(Stored data entries)
# # # # # # #

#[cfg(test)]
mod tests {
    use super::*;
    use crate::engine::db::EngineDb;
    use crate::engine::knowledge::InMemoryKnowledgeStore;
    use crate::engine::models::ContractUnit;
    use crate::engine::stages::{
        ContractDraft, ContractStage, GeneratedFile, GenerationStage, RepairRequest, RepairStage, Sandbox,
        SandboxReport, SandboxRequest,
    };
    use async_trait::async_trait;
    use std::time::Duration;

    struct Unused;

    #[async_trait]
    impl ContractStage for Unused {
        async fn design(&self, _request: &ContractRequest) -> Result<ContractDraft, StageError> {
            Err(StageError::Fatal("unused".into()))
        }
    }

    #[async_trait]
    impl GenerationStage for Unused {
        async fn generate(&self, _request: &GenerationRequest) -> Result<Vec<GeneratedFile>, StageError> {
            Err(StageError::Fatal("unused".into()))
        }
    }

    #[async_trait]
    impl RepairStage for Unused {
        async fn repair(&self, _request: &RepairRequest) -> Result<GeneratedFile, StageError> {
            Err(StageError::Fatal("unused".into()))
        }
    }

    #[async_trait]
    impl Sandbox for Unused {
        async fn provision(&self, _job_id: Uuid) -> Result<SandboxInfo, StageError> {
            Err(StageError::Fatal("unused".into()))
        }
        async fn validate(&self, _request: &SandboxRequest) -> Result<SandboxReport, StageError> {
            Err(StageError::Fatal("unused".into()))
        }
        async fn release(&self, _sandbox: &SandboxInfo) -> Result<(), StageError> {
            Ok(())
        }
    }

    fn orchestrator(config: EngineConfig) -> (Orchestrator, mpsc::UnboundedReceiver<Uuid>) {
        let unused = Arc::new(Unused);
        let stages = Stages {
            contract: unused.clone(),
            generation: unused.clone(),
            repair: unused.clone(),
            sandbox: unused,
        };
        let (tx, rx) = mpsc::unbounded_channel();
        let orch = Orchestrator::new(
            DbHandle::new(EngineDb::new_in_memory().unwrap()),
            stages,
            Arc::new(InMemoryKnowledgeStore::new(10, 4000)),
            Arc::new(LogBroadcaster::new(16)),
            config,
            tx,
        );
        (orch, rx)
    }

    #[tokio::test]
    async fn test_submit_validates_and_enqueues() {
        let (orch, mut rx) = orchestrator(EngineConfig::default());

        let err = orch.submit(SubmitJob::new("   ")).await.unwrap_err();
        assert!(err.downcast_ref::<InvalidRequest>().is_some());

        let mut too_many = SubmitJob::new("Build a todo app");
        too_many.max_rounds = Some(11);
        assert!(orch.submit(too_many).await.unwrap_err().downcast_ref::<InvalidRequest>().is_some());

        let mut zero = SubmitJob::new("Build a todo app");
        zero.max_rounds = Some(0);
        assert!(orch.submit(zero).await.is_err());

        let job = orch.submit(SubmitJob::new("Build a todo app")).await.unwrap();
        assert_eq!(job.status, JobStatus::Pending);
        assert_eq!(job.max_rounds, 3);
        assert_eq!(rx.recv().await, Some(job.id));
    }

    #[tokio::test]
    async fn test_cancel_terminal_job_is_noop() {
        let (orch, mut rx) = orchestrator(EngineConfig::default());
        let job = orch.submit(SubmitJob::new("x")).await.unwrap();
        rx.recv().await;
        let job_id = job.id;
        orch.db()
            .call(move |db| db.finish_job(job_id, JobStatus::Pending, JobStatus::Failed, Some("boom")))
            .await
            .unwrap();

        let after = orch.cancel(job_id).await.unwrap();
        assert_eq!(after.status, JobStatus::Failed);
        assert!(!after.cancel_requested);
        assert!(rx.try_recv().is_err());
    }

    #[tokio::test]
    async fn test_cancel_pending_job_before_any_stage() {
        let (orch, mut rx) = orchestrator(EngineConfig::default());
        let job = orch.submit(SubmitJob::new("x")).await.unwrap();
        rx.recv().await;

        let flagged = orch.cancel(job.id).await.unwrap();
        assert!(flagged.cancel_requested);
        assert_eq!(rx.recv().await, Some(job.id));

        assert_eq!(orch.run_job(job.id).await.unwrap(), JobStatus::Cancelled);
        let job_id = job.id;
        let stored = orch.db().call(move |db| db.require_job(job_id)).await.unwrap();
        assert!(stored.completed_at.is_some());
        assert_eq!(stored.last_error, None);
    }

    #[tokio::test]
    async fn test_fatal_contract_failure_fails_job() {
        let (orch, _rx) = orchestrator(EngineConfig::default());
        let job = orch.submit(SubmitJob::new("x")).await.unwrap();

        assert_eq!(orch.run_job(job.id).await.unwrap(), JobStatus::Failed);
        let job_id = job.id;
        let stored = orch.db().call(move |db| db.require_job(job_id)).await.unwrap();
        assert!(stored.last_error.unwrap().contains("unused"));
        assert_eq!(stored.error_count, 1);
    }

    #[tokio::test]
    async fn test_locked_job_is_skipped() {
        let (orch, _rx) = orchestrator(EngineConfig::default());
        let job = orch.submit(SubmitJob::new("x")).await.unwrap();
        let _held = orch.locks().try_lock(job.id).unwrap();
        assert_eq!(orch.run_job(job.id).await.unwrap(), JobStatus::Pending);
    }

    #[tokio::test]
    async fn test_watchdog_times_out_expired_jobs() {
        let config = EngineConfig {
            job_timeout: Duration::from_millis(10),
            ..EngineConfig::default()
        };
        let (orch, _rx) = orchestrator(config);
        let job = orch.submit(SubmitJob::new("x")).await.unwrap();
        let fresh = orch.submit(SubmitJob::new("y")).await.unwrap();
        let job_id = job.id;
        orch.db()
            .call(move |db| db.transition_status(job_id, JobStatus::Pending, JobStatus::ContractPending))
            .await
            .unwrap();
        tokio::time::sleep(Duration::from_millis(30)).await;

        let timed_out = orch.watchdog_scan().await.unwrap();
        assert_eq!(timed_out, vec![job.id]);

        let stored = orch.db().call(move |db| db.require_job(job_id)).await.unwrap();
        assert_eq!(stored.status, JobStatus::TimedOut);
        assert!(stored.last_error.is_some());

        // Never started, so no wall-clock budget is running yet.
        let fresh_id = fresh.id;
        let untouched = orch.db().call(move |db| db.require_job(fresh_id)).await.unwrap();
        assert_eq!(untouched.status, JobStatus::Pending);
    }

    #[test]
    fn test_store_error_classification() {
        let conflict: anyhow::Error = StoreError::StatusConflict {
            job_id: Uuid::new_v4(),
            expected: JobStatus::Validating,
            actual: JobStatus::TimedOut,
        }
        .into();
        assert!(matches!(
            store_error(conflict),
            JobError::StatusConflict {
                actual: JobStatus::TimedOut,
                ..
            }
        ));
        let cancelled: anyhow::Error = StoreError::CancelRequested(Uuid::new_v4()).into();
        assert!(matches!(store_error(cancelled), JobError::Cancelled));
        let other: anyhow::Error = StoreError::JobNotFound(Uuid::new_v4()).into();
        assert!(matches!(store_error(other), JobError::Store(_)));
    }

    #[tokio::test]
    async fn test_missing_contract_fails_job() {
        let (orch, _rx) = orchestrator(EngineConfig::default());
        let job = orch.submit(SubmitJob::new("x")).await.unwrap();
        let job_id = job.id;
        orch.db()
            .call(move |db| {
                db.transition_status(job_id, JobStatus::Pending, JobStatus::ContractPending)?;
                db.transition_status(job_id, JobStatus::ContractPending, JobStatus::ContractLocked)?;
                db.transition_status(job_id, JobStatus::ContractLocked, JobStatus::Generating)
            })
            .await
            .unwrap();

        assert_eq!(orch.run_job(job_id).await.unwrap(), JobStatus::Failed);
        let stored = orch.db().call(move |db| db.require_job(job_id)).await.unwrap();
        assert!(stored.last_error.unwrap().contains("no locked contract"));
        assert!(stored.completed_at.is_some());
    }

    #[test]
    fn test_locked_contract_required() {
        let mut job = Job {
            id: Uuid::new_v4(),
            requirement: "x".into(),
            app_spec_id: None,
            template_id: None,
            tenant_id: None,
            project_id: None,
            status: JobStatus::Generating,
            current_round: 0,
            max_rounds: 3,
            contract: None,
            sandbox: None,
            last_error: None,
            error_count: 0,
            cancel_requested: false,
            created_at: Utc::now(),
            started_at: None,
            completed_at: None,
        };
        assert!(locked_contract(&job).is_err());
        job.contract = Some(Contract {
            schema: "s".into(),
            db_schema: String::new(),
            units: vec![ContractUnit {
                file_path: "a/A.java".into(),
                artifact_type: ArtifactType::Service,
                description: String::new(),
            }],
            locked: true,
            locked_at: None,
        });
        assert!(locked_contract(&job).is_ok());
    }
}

# # # # # # #

The task:
Lines from the first one above through the line containing "impl ContractStage for" are to be retyped exactly, both included, and nothing more.

Answer to the exercise:
#[cfg(test)]
mod tests {
    use super::*;
    use crate::engine::db::EngineDb;
    use crate::engine::knowledge::InMemoryKnowledgeStore;
    use crate::engine::models::ContractUnit;
    use crate::engine::stages::{
        ContractDraft, ContractStage, GeneratedFile, GenerationStage, RepairRequest, RepairStage, Sandbox,
        SandboxReport, SandboxRequest,
    };
    use async_trait::async_trait;
    use std::time::Duration;

    struct Unused;

    #[async_trait]
    impl ContractStage for Unused {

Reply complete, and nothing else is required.